Concluindo, a combinação de tecnologias em baixo preço e a resposta a crises globais complexas cria um momento fascinante, porém arriscado, para investidores contemporâneos. A capacidade de distinguir entre oportunidades legítimas e a necessidade de cautela será crucial para a navegação em um ambiente de mercado que continua a ser moldado por eventos externos e movimentos econômicos essenciais.

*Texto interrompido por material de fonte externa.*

impl<'s> Encoder<'s> {
    pub(crate) fn new(schema: &'s Schema, buffer: Vec<u8>) -> Self {
        let limits = CodecConfig::default();
        Self {
            schema,
            buffer,
            max_depth: limits.max_depth,
            max_len: limits.max_sequence_len,
            depth: 0,
        }
    }

    pub(crate) fn into_bytes(self) -> Vec<u8> {
        self.buffer
    }

    pub(crate) fn encode_value(&mut self, ty: TypeId, value: &Value) -> Result<(), CodecError> {
        if self.depth >= self.max_depth {
            return Err(CodecError::DepthLimit(self.max_depth));
        }
        self.depth += 1;
        let result = self.encode_kind(ty, value);
        self.depth -= 1;
        result
    }

    fn write_len(&mut self, len: usize) -> Result<(), CodecError> {
        if len > self.max_len {
            return Err(CodecError::LengthLimit {
                len: len as u128,
                max: self.max_len,
            });
        }
        encode_compact(len as u128, &mut self.buffer);
        Ok(())
    }

    fn encode_kind(&mut self, ty: TypeId, value: &Value) -> Result<(), CodecError> {
        let schema = self.schema;
        let desc = schema.get(ty).ok_or(CodecError::UnknownType(ty))?;
        match &desc.kind {
            TypeKind::Primitive(p) => self.encode_primitive(*p, value),
            TypeKind::Struct(fields) => match value {
                Value::Struct(given) => self.encode_struct(&desc.name, fields, given),
                other => Err(CodecError::mismatch(desc.name.as_str(), other)),
            },
            TypeKind::Enum(e) => match value {
                Value::Enum(ev) => self.encode_enum(&desc.name, e, ev),
                other => Err(CodecError::mismatch(desc.name.as_str(), other)),
            },
            TypeKind::Tuple(elements) => match value {
                Value::Tuple(items) => {
                    if items.len() != elements.len() {
                        return Err(CodecError::FieldCountMismatch {
                            type_name: desc.name.clone(),
                            expected: elements.len(),
                            found: items.len(),
                        });
                    }
                    for (element, item) in elements.iter().zip(items) {
                        self.encode_value(*element, item)?;
                    }
                    Ok(())
                }
                other => Err(CodecError::mismatch(desc.name.as_str(), other)),
            },
            TypeKind::Sequence(element) => match value {
                Value::Sequence(items) => {
                    self.write_len(items.len())?;
                    for item in items {
                        self.encode_value(*element, item)?;
                    }
                    Ok(())
                }
                other => Err(CodecError::mismatch(desc.name.as_str(), other)),
            },
            TypeKind::Array { element, length } => match value {
                Value::Array(items) => {
                    if items.len() != *length {
                        return Err(CodecError::ArrayLength {
                            type_name: desc.name.clone(),
                            expected: *length,
                            found: items.len(),
                        });
                    }
                    for item in items {
                        self.encode_value(*element, item)?;
                    }
                    Ok(())
                }
                other => Err(CodecError::mismatch(desc.name.as_str(), other)),
            },
            TypeKind::Option(inner) => match value {
                Value::Option(opt) => self.encode_option(&desc.name, *inner, opt.as_deref()),
                other => Err(CodecError::mismatch(desc.name.as_str(), other)),
            },
            TypeKind::Map { key, value: val } => match value {
                Value::Map(pairs) => {
                    self.write_len(pairs.len())?;
                    for (k, v) in pairs {
                        self.encode_value(*key, k)?;
                        self.encode_value(*val, v)?;
                    }
                    Ok(())
                }
                other => Err(CodecError::mismatch(desc.name.as_str(), other)),
            },
        }
    }

    fn encode_struct(
        &mut self,
        type_name: &str,
        fields: &[FieldDescriptor<TypeId>],
        given: &[(String, Value)],
    ) -> Result<(), CodecError> {
        if given.len() != fields.len() {
            return Err(CodecError::FieldCountMismatch {
                type_name: type_name.to_string(),
                expected: fields.len(),
                found: given.len(),
            });
        }
        for (field, (name, value)) in fields.iter().zip(given) {
            if *name != field.name {
                if given.iter().any(|(n, _)| *n == field.name) {
                    return Err(CodecError::FieldOrder {
                        type_name: type_name.to_string(),
                        expected: field.name.clone(),
                        found: name.clone(),
                    });
                }
                return Err(CodecError::MissingField {
                    type_name: type_name.to_string(),
                    field: field.name.clone(),
                });
            }
            self.encode_value(field.type_ref, value)?;
        }
        Ok(())
    }

    fn encode_enum(
        &mut self,
        type_name: &str,
        desc: &EnumDescriptor<TypeId>,
        value: &EnumValue,
    ) -> Result<(), CodecError> {
        let variant = desc
            .variant_by_discriminant(value.discriminant)
            .ok_or_else(|| CodecError::UnknownVariant {
                type_name: type_name.to_string(),
                discriminant: value.discriminant,
            })?;
        if variant.name != value.variant {
            return Err(CodecError::VariantMismatch {
                type_name: type_name.to_string(),
                variant: value.variant.clone(),
                discriminant: value.discriminant,
            });
        }
        self.buffer.push(variant.discriminant);
        match variant.payload {
            Some(payload) => self.encode_value(payload, &value.payload),
            None => match value.payload.as_ref() {
                Value::Unit => Ok(()),
                other => Err(CodecError::mismatch(
                    format!("no payload for {}::{}", type_name, variant.name),
                    other,
                )),
            },
        }
    }

    fn encode_option(
        &mut self,
        type_name: &str,
        inner: TypeId,
        value: Option<&Value>,
    ) -> Result<(), CodecError> {
        let schema = self.schema;
        let is_bool = matches!(
            schema.get(inner).map(|d| &d.kind),
            Some(TypeKind::Primitive(PrimitiveKind::Bool))
        );
        match value {
            None => self.buffer.push(0),
            Some(Value::Bool(b)) if is_bool => self.buffer.push(if *b { 1 } else { 2 }),
            Some(other) if is_bool => return Err(CodecError::mismatch(type_name, other)),
            Some(v) => {
                self.buffer.push(1);
                self.encode_value(inner, v)?;
            }
        }
        Ok(())
    }

    fn encode_primitive(&mut self, kind: PrimitiveKind, value: &Value) -> Result<(), CodecError> {
        if let (PrimitiveKind::String, Value::String(s)) = (kind, value) {
            self.write_len(s.len())?;
            self.buffer.extend_from_slice(s.as_bytes());
            return Ok(());
        }
        let out = &mut self.buffer;
        match (kind, value) {
            (PrimitiveKind::Unit, Value::Unit) => {}
            (PrimitiveKind::Bool, Value::Bool(v)) => out.push(u8::from(*v)),
            (PrimitiveKind::U8, Value::U8(v)) => out.push(*v),
            (PrimitiveKind::U16, Value::U16(v)) => out.extend(&v.to_le_bytes()),
            (PrimitiveKind::U32, Value::U32(v)) => out.extend(&v.to_le_bytes()),
            (PrimitiveKind::U64, Value::U64(v)) => out.extend(&v.to_le_bytes()),
            (PrimitiveKind::U128, Value::U128(v)) => out.extend(&v.to_le_bytes()),
            (PrimitiveKind::I8, Value::I8(v)) => out.extend(&v.to_le_bytes()),
            (PrimitiveKind::I16, Value::I16(v)) => out.extend(&v.to_le_bytes()),
            (PrimitiveKind::I32, Value::I32(v)) => out.extend(&v.to_le_bytes()),
            (PrimitiveKind::I64, Value::I64(v)) => out.extend(&v.to_le_bytes()),
            (PrimitiveKind::I128, Value::I128(v)) => out.extend(&v.to_le_bytes()),
            (PrimitiveKind::Compact, Value::Compact(v)) => encode_compact(*v, out),
            (kind, other) => return Err(CodecError::mismatch(kind.name(), other)),
        }
        Ok(())
    }
}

Fontes: Folha de São Paulo, Valor Econômico, Reuters

Detalhes

Microsoft

A Microsoft é uma das maiores empresas de tecnologia do mundo, conhecida por desenvolver software, hardware e serviços. Fundada em 1975 por Bill Gates e Paul Allen, a empresa é famosa pelo sistema operacional Windows e pela suíte de produtividade Office. A Microsoft também tem investido fortemente em computação em nuvem com o Azure, tornando-se um dos líderes nesse setor.

Google

O Google, fundado em 1998 por Larry Page e Sergey Brin, é uma das empresas mais influentes do mundo, especializada em serviços de internet, incluindo busca, publicidade online, software e hardware. A empresa é conhecida por seu motor de busca, que é o mais utilizado globalmente, além de produtos como o Android e o YouTube.

Amazon

A Amazon, fundada em 1994 por Jeff Bezos, começou como uma livraria online e rapidamente se expandiu para se tornar uma das maiores empresas de e-commerce e tecnologia do mundo. Além de suas operações de varejo, a Amazon é um líder em serviços de computação em nuvem com a Amazon Web Services (AWS) e também possui produtos como o Kindle e o Echo.

Meta

A Meta Platforms, Inc., anteriormente conhecida como Facebook, foi fundada em 2004 por Mark Zuckerberg e seus colegas de Harvard. A empresa é uma das principais redes sociais do mundo e, além do Facebook, possui outras plataformas populares como Instagram e WhatsApp. A Meta tem se concentrado em desenvolver o metaverso, uma nova dimensão de interação social digital.

Nvidia

A Nvidia é uma empresa de tecnologia especializada em unidades de processamento gráfico (GPUs) e inteligência artificial. Fundada em 1993, a Nvidia é amplamente reconhecida por suas inovações em gráficos de computador e tem se expandido para áreas como aprendizado de máquina e computação em nuvem, tornando-se um jogador chave no setor de tecnologia.

Irã

O Irã é um país localizado no Oriente Médio, conhecido por sua rica história e cultura. Nos últimos anos, o Irã tem sido um foco de tensões geopolíticas, especialmente em relação ao seu programa nuclear e suas relações com os Estados Unidos e outros países. Essas tensões têm impactos significativos na economia global e nos mercados financeiros.

Resumo

Em meio a incertezas no mercado financeiro, exacerbadas por tensões geopolíticas relacionadas ao Irã, investidores estão de olho nas oportunidades no setor de tecnologia, especialmente nas ações das chamadas “MAG7”, que incluem Microsoft, Google, Amazon e Meta. Apesar da atratividade dessas ações, preocupações com a inflação e possíveis aumentos nas taxas de juros persistem. Muitos investidores estão divididos entre otimismo e pessimismo, com alguns acreditando que a compra durante quedas representa uma oportunidade, enquanto outros lembram da crise financeira de 2008 como um alerta. Além disso, ações de infraestrutura e empresas de energia estão ganhando atenção, com a expectativa de que a recuperação ocorrerá quando a situação geopolítica se estabilizar. A cautela é a abordagem predominante, com muitos investidores optando por manter liquidez até que o cenário se torne mais claro. O conflito entre o Irã e os EUA continuará a impactar os mercados, exigindo uma análise cuidadosa das oportunidades e riscos.